C’est en écoutant les autres puis en se confiant à des gens bienveillants que Zazou va prendre conscience de la difficulté d’arrêter ces comportements suicidaires. Car en plus d’isoler socialement (on refuse de manger en public, on reste cloîtré chez soi à s’empiffrer se coupant du monde réel), cette maladie est très dangereuse pour la santé, physique et mentale.

Parmi les composants qui rendent dépendants, le sucre et le gras. On apprend ainsi que les produits les plus addictifs sont, dans l’ordre, le chocolat, la crème glacée, les frites et la pizza. Un livre témoignage à recommander pour toute personne qui pense souffrir d’un TCA, trouble des conduites alimentaires.
« Junk Food » d’Émilie Gleason et Arthur Croque, Casterman, 21 €

dimanche 2 avril 2023

BD - Le Ferry entre le Nord et l’Angleterre

Autre histoire de rock (voir entrée précédente) dans Le Ferry. Encore des rêves de lycéens. Mais loin du Japon, plus près de l’Angleterre, terre promise de ces petits Français qui ne jurent que par le punk. Fin des années 70, l’apparition des Sex Pistols et des Clash transforme la vie de quatre potes de lycée. Voilà la musique qu’ils aiment, celle qu’ils ambitionnent de jouer devant des foules en délire. Un petit groupe, de grandes ambitions et puis le réel reprend le dessus. La routine, le quotidien, la vie sociale balaient le futur radieux.

Le scénario de Xavier Bétaucourt est habilement construit entre souvenirs et réunion du présent entre nostalgie et espoir. Des quatre membres du groupe, ils ne sont que trois à se retrouver à l’hôpital au chevet de Rose. Ils tentent de comprendre pourquoi Max, le bassiste n’est pas présent. Max parti quelques mois plus tôt pour l’Angleterre, bien décidé à vivre de sa musique malgré les abandons de ses amis. Max, le père de la petite fille de Rose qui vient de naître.
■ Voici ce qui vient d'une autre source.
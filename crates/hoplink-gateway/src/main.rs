mod app;
mod config;
mod error;
mod extract;
mod handlers;
mod model;
mod state;

use clap::Parser;
use std::net::SocketAddr;
use std::sync::Arc;
use std::time::Duration;
use tracing::info;
use tracing_subscriber::EnvFilter;

use crate::app::App;
use crate::config::{CacheBackendArg, StoreBackendArg, CLI};
use crate::state::AppState;
use hoplink_allocator::AllocatorService;
use hoplink_analytics::{ClickRecorder, WootheeClassifier};
use hoplink_cache::{MokaLinkCache, RedisLinkCache};
use hoplink_core::{LinkCache, LinkStore};
use hoplink_redirector::ResolverService;
use hoplink_storage::{InMemoryStore, MySqlStore};

#[tokio::main]
async fn main() -> anyhow::Result<()> {
    tracing_subscriber::fmt()
        .with_env_filter(EnvFilter::from_default_env())
        .init();

    let config = CLI::try_parse()?;

    info!(
        listen_addr = %config.listen_addr,
        store_backend = %config.store,
        cache_backend = %config.cache,
        "starting hoplink gateway"
    );

    match (config.store, config.cache) {
        (StoreBackendArg::InMemory, CacheBackendArg::Moka) => {
            run_server(config, InMemoryStore::new(), MokaLinkCache::new()).await
        }
        (StoreBackendArg::InMemory, CacheBackendArg::Redis) => {
            let cache = connect_redis(&config).await?;
            run_server(config, InMemoryStore::new(), cache).await
        }
        (StoreBackendArg::Mysql, CacheBackendArg::Moka) => {
            let store = connect_mysql(&config).await?;
            run_server(config, store, MokaLinkCache::new()).await
        }
        (StoreBackendArg::Mysql, CacheBackendArg::Redis) => {
            let store = connect_mysql(&config).await?;
            let cache = connect_redis(&config).await?;
            run_server(config, store, cache).await
        }
    }
}

async fn connect_mysql(config: &CLI) -> anyhow::Result<MySqlStore> {
    let dsn = config
        .mysql_dsn
        .as_deref()
        .ok_or_else(|| anyhow::anyhow!("mysql dsn is required when store backend is mysql"))?;
    Ok(MySqlStore::connect(dsn).await?)
}

async fn connect_redis(config: &CLI) -> anyhow::Result<RedisLinkCache> {
    let url = config
        .redis_url
        .as_deref()
        .ok_or_else(|| anyhow::anyhow!("redis url is required when cache backend is redis"))?;
    Ok(RedisLinkCache::connect(url).await?)
}

async fn run_server<S: LinkStore, C: LinkCache>(
    config: CLI,
    store: S,
    cache: C,
) -> anyhow::Result<()> {
    let store = Arc::new(store);
    let cache = Arc::new(cache);
    let cache_ttl = Duration::from_secs(config.cache_ttl_secs);

    let recorder = ClickRecorder::spawn(
        Arc::clone(&store) as Arc<dyn LinkStore>,
        Arc::new(WootheeClassifier),
    );
    let allocator = AllocatorService::new(
        Arc::clone(&store),
        Arc::clone(&cache),
        config.allocator_config(),
    );
    let resolver = ResolverService::new(
        Arc::clone(&store),
        Arc::clone(&cache),
        recorder,
        cache_ttl,
    );

    let state = AppState {
        allocator,
        resolver,
        store,
        cache,
        base_url: config.base_url.clone(),
    };

    let listener = tokio::net::TcpListener::bind(config.listen_addr).await?;
    info!(listen_addr = %listener.local_addr()?, "gateway listening");

    axum::serve(
        listener,
        App::router(state).into_make_service_with_connect_info::<SocketAddr>(),
    )
    .await?;

    Ok(())
}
Une discussion animée entre soins (Rose a accouché par Césarienne), tétée et dégustation de cacahuètes avec du rock en fond sonore. Certains cherchent des excuses à Max, d’autres ne comprennent pas cette fuite. Et de refaire l’histoire en 100 pages dessinées par Thierry Bouüaert au dessin faussement sale mais très recherché, déjà vu dans Fluide Glacial et auteur complet du Style Catherine chez Bamboo.

Une superbe histoire d’amitiés au final, doublée d’une romance à la fin plus positive que les tubes punk de l’époque.
« Le ferry » de Xavier Bétaucourt et Thierry Bouüaert, Delcourt Mirages, 17,50 €

samedi 1 avril 2023

BD - Terukan Boys : du rock au braquage

Ils sont trois, ont trente ans et beaucoup de regret. Satoshi, Ryôhei et Kôta sont amis depuis le collège. Au lycée ils ont formé les Terukan Boys, un groupe de rock éphémère. Une fois devenus adultes, ils ont abandonné leurs rêves. L’un, devenu rapidement papa, a repris l’atelier de mécanique de son père, un autre est devenu gratte-papier dans une société d’assurances. Il n’y a que Kôta qui tente toujours de percer. Mais sans grand succès.

Comme chaque année ils se retrouvent pour une soirée festive et arrosée et font le point de leur existence. Ce n’est pas toujours très gai, chacun regrettant le temps insouciant où tout ce qui comptait c’était de répéter les morceaux qu’ils joueraient sur les scènes indépendantes de leur petite ville. Mais pour une fois, les Terukan Boys pensent enfin faire fortune. Pas en chantant, mais en braquant un ancien élève victime d’un chantage.

Cette histoire complète de 200 pages, a des airs de film de Tarantino. Avec des morceaux de Spielberg pour les retours en arrière, quand ils étaient lycéens. Imaginé par un trio d’amis qui signe Yû Nakahara, ce manga est avant tout une belle histoire d’espérance, de rédemption et de renaissance.